Stored items:
◇ ◇ ◇

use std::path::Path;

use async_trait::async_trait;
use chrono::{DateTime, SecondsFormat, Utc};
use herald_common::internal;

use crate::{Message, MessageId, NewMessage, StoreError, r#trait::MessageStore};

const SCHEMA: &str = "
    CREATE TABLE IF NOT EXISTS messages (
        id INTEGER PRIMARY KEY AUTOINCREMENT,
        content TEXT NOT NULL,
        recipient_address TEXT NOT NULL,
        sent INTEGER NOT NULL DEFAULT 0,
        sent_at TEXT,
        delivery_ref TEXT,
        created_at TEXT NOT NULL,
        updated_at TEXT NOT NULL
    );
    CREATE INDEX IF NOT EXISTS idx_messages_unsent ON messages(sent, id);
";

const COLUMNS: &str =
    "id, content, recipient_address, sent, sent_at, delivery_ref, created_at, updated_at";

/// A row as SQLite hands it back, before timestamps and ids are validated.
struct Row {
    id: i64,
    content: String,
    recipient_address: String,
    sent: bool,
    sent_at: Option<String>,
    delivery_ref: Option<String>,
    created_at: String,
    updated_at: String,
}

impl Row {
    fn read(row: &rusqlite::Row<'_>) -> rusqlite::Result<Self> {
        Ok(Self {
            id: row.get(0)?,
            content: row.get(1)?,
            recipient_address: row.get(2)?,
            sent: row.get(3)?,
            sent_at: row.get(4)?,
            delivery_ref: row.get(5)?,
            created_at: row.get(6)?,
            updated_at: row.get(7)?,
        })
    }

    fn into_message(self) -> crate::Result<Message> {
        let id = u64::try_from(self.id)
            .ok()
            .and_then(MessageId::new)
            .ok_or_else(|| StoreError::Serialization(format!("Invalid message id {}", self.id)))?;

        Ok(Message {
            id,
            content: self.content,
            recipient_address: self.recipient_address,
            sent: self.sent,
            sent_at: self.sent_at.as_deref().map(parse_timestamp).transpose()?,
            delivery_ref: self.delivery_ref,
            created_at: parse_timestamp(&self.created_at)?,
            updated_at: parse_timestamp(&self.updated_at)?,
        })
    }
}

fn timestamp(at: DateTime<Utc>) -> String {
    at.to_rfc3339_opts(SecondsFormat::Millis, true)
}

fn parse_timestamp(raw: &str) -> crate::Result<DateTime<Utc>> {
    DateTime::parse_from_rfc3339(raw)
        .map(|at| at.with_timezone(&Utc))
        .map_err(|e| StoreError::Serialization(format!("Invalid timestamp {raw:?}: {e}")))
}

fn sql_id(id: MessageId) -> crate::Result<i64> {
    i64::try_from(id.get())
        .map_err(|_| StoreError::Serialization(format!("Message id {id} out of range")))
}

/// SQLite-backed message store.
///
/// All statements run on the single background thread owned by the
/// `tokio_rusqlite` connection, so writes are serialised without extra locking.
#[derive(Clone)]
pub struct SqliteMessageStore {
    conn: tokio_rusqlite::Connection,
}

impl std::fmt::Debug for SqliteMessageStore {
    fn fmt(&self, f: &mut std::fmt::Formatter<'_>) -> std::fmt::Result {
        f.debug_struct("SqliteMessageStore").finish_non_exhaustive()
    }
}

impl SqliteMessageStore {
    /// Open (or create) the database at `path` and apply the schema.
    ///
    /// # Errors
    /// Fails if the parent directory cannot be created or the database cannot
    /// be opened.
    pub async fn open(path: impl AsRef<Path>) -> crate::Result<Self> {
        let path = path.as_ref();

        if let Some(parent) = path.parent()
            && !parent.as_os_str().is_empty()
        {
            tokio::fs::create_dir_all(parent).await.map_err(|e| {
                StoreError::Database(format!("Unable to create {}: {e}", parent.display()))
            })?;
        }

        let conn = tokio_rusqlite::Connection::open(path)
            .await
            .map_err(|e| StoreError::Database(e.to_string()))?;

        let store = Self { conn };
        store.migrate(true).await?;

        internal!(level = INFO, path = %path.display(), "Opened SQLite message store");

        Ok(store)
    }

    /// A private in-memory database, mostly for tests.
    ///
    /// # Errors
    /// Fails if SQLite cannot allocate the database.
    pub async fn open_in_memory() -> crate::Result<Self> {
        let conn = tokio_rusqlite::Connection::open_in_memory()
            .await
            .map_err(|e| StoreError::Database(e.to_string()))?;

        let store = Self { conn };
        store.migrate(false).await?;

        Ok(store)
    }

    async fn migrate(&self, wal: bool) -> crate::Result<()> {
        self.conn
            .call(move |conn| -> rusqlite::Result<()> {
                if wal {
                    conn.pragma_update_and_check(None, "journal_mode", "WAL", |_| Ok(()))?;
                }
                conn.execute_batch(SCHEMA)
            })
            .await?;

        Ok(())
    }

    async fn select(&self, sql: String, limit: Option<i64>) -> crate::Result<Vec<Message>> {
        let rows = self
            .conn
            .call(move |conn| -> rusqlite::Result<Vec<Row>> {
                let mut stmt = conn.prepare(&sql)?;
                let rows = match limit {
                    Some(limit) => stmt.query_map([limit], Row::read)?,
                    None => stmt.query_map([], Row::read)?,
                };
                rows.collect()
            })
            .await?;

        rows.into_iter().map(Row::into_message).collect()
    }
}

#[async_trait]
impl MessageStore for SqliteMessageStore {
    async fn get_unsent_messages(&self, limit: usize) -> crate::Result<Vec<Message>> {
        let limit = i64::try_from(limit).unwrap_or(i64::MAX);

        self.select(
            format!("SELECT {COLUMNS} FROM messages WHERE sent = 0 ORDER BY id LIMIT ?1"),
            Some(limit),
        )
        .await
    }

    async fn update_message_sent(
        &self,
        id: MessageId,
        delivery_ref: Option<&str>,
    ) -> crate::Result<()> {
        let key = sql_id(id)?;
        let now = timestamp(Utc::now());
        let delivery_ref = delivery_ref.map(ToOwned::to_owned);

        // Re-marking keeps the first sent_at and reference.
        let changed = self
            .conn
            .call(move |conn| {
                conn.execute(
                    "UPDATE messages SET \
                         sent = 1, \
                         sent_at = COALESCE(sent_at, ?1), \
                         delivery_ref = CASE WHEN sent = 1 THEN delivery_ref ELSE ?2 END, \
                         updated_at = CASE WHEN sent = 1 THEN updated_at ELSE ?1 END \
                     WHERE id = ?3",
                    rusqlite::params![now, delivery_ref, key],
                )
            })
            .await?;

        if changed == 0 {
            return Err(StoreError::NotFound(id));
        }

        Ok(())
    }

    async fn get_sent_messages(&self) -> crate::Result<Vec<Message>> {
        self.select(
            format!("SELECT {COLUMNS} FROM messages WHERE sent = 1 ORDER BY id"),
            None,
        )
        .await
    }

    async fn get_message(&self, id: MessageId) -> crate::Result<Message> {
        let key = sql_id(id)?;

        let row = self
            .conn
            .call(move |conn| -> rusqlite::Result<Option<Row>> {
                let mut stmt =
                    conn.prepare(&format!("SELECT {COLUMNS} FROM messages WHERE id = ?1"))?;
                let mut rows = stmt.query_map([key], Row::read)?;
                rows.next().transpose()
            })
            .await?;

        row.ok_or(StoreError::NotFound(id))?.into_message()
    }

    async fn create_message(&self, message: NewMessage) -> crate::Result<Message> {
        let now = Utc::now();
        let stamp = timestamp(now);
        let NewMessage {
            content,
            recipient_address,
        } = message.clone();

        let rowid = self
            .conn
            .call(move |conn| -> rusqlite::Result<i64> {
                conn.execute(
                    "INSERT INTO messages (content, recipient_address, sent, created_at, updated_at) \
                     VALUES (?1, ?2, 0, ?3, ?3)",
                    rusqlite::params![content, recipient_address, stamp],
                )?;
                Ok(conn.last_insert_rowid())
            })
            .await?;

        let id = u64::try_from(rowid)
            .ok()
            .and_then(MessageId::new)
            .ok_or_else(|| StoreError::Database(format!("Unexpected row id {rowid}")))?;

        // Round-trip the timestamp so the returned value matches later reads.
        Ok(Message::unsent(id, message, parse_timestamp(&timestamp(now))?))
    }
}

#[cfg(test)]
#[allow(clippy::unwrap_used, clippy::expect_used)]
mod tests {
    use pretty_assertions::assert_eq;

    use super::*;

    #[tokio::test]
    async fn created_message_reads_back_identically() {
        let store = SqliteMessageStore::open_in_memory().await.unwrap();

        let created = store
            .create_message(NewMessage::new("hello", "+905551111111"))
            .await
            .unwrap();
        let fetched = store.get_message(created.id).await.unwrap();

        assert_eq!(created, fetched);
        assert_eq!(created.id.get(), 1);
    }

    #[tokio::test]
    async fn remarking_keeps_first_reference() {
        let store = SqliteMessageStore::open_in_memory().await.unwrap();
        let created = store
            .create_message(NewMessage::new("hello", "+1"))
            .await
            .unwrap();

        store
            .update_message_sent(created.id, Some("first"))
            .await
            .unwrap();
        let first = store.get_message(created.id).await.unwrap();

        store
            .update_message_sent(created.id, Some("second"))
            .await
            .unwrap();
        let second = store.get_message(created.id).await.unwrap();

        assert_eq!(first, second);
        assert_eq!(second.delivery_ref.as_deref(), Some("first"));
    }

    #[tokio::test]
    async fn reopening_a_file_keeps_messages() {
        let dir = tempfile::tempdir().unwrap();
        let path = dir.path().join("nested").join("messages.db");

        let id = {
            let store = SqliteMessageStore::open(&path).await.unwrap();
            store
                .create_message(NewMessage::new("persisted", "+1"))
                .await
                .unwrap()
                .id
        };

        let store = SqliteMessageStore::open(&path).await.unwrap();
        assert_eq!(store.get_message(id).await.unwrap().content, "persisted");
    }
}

◇ ◇ ◇

Copy out, word for word, the part of the entries above that begins at the line with "let fetched = store.get_message(created.id).await.unwrap();" and ends at the line with "async fn reopening_a_file_keeps_messages()", including both.

        let fetched = store.get_message(created.id).await.unwrap();

        assert_eq!(created, fetched);
        assert_eq!(created.id.get(), 1);
    }

    #[tokio::test]
    async fn remarking_keeps_first_reference() {
        let store = SqliteMessageStore::open_in_memory().await.unwrap();
        let created = store
            .create_message(NewMessage::new("hello", "+1"))
            .await
            .unwrap();

        store
            .update_message_sent(created.id, Some("first"))
            .await
            .unwrap();
        let first = store.get_message(created.id).await.unwrap();

        store
            .update_message_sent(created.id, Some("second"))
            .await
            .unwrap();
        let second = store.get_message(created.id).await.unwrap();

        assert_eq!(first, second);
        assert_eq!(second.delivery_ref.as_deref(), Some("first"));
    }

    #[tokio::test]
    async fn reopening_a_file_keeps_messages() {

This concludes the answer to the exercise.